Happy Halloween reading!
The happily ever after is never the end. The curtain doesn’t fall once love is recognized or evil is vanquished. Credits don’t roll once the giant is slain or the big bad wolf is boiled alive. Wicked stepsisters, malevolent rulers, and hideous creatures still have lives after their sinister roles play out; heroes, lovers, and dreamers often find their victories lead to more troubles.
Within these pages are more than seventy continuations, retellings, and eldritch stories that explore the dark forests, magical castles, and hideous creatures After the Happily Ever After.
Here is the awesome cover for the upcoming After the Happily Ever After (AHEA) anthology by Transmundane Press, to be released December 15. This massive anthology transforms well-known fables into darker, more fantastical tales. I’m quite pleased that my story “Wolves in Sheep’s Clothing” has been selected to be part of this anthology. The Wolf and three little (bullying) pigs feature in my fable transformation merging Disney and Grimm worlds.
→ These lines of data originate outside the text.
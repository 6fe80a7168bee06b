use super::helpers::{Event, FixedComm, Harness};
use coll_accel::{
    AccelColl, DataType, DeviceId, ReduceOp, SendBuf, SimAccelerator, ThreadGroup, TypeLayout,
};
use std::sync::Arc;

/// Run `f(rank, coll, group)` on `world_size` threads sharing one
/// `AccelColl` backed by a `ThreadGroup`.
fn run_ranks<T, F>(world_size: u32, sim: &Arc<SimAccelerator>, f: F) -> Vec<T>
where
    T: Send,
    F: Fn(u32, &AccelColl, &ThreadGroup) -> T + Sync,
{
    let group = Arc::new(ThreadGroup::new(world_size));
    let coll = AccelColl::new(sim.clone(), group.clone());
    std::thread::scope(|s| {
        let handles: Vec<_> = (0..world_size)
            .map(|rank| {
                let (f, coll, group) = (&f, &coll, &*group);
                s.spawn(move || f(rank, coll, group))
            })
            .collect();
        handles.into_iter().map(|h| h.join().unwrap()).collect()
    })
}

#[test]
fn test_allreduce_device_buffers_across_threads() {
    let sim = Arc::new(SimAccelerator::new());
    let layout = TypeLayout::contiguous(DataType::F32);

    let results = run_ranks(4, &sim, |rank, coll, group| {
        let send = vec![(rank + 1) as f32; 256];
        let mut recv = vec![0.0f32; 256];
        sim.register(DeviceId(rank), send.as_ptr() as u64, 1024)
            .unwrap();
        sim.register(DeviceId(rank), recv.as_ptr() as u64, 1024)
            .unwrap();
        let comm = group.comm(rank).unwrap();
        unsafe {
            coll.allreduce(
                SendBuf::Ptr(send.as_ptr() as u64),
                recv.as_mut_ptr() as u64,
                256,
                &layout,
                ReduceOp::Sum,
                &comm,
            )
            .unwrap();
        }
        sim.unregister(send.as_ptr() as u64);
        sim.unregister(recv.as_ptr() as u64);
        recv
    });

    for recv in results {
        assert_eq!(recv, vec![10.0f32; 256]);
    }
    let counts = sim.transfer_counts();
    assert_eq!(counts.device_to_host, 8);
    assert_eq!(counts.host_to_device, 4);
}

#[test]
fn test_reduce_across_threads_writes_root_only() {
    let sim = Arc::new(SimAccelerator::new());
    let layout = TypeLayout::contiguous(DataType::I32);

    let results = run_ranks(3, &sim, |rank, coll, group| {
        let send = vec![rank as i32 * 10 + 1; 64];
        let mut recv = vec![-7i32; 64];
        sim.register(DeviceId(0), send.as_ptr() as u64, 256).unwrap();
        sim.register(DeviceId(0), recv.as_ptr() as u64, 256).unwrap();
        let comm = group.comm(rank).unwrap();
        unsafe {
            coll.reduce(
                SendBuf::Ptr(send.as_ptr() as u64),
                recv.as_mut_ptr() as u64,
                64,
                &layout,
                ReduceOp::Max,
                1,
                &comm,
            )
            .unwrap();
        }
        sim.unregister(send.as_ptr() as u64);
        sim.unregister(recv.as_ptr() as u64);
        recv
    });

    assert_eq!(results[0], vec![-7i32; 64]);
    assert_eq!(results[1], vec![21i32; 64]);
    assert_eq!(results[2], vec![-7i32; 64]);
    let counts = sim.transfer_counts();
    assert_eq!(counts.device_to_host, 4);
    assert_eq!(counts.host_to_device, 1);
}

#[test]
fn test_allreduce_mixed_host_and_device_ranks() {
    let sim = Arc::new(SimAccelerator::new());
    let layout = TypeLayout::contiguous(DataType::U64);

    let results = run_ranks(2, &sim, |rank, coll, group| {
        let mut recv = vec![(rank as u64 + 1) * 3; 16];
        // Rank 1 keeps its buffer in host memory.
        if rank == 0 {
            sim.register(DeviceId(0), recv.as_ptr() as u64, 128).unwrap();
        }
        let comm = group.comm(rank).unwrap();
        unsafe {
            coll.allreduce(
                SendBuf::InPlace,
                recv.as_mut_ptr() as u64,
                16,
                &layout,
                ReduceOp::Prod,
                &comm,
            )
            .unwrap();
        }
        if rank == 0 {
            sim.unregister(recv.as_ptr() as u64);
        }
        recv
    });

    for recv in results {
        assert_eq!(recv, vec![18u64; 16]);
    }
}

#[test]
fn test_allreduce_stages_recv_on_every_rank() {
    let h = Harness::new();
    let layout = TypeLayout::contiguous(DataType::F32);
    let send = vec![4.0f32; 8];
    let mut recv = vec![0.0f32; 8];
    h.on_device(&send);
    h.on_device(&recv);
    let comm = FixedComm {
        rank: 1,
        world_size: 2,
    };

    unsafe {
        h.coll
            .allreduce(
                SendBuf::Ptr(send.as_ptr() as u64),
                recv.as_mut_ptr() as u64,
                8,
                &layout,
                ReduceOp::Sum,
                &comm,
            )
            .unwrap();
    }

    let allocs = h.log.allocs();
    assert_eq!(allocs.len(), 2);
    assert_eq!(h.log.transfers(), (2, 1));
    assert!(h.log.events().contains(&Event::Allreduce {
        send: SendBuf::Ptr(allocs[0].0),
        recv: allocs[1].0,
    }));
    assert_eq!(recv, send);
    h.assert_no_leaks();
}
While it’s a fantasy story, the horror writer in me couldn’t help but include a Grimm ending. Here is a teaser:
A thin spray squirted out of the speaker, covering Wolf in a malodorous mist.
“Arrgh, pigsty stink.” He moved out of sight of the camera and spat.
“I gave you fair warning. Leave before we take it up a notch.”
“Little pig, little pig, please let me in.”
“Not by the hair of my chinny chin chin.” Laugher burst out of the speakers, Fifer and Fiddler’s laughter joining their brother’s.
Three for one. Wolf licked his snout. He grimaced and spat, the taste of pigsty flaring anew in his mouth.
“That’s enough. Release Mr. D., or I will tear your house down.”
“I’d like to see you try,” Fifer said. “You should enlist reinforcements stronger and scarier than you.”
“Yeah, like a poodle,” one of the brothers said.
Wolf nuzzled the camera. “I am going to tear this house down even if I have to huff and puff.”
“Hard to do with emphysema, Old Man,” Practical said.
“Tra la la la la la,” the brothers chanted.
“We’ll see what you have to say when I pig out on bacon tonight.”
Check out Kickstarter for some cool rewards relating to this project.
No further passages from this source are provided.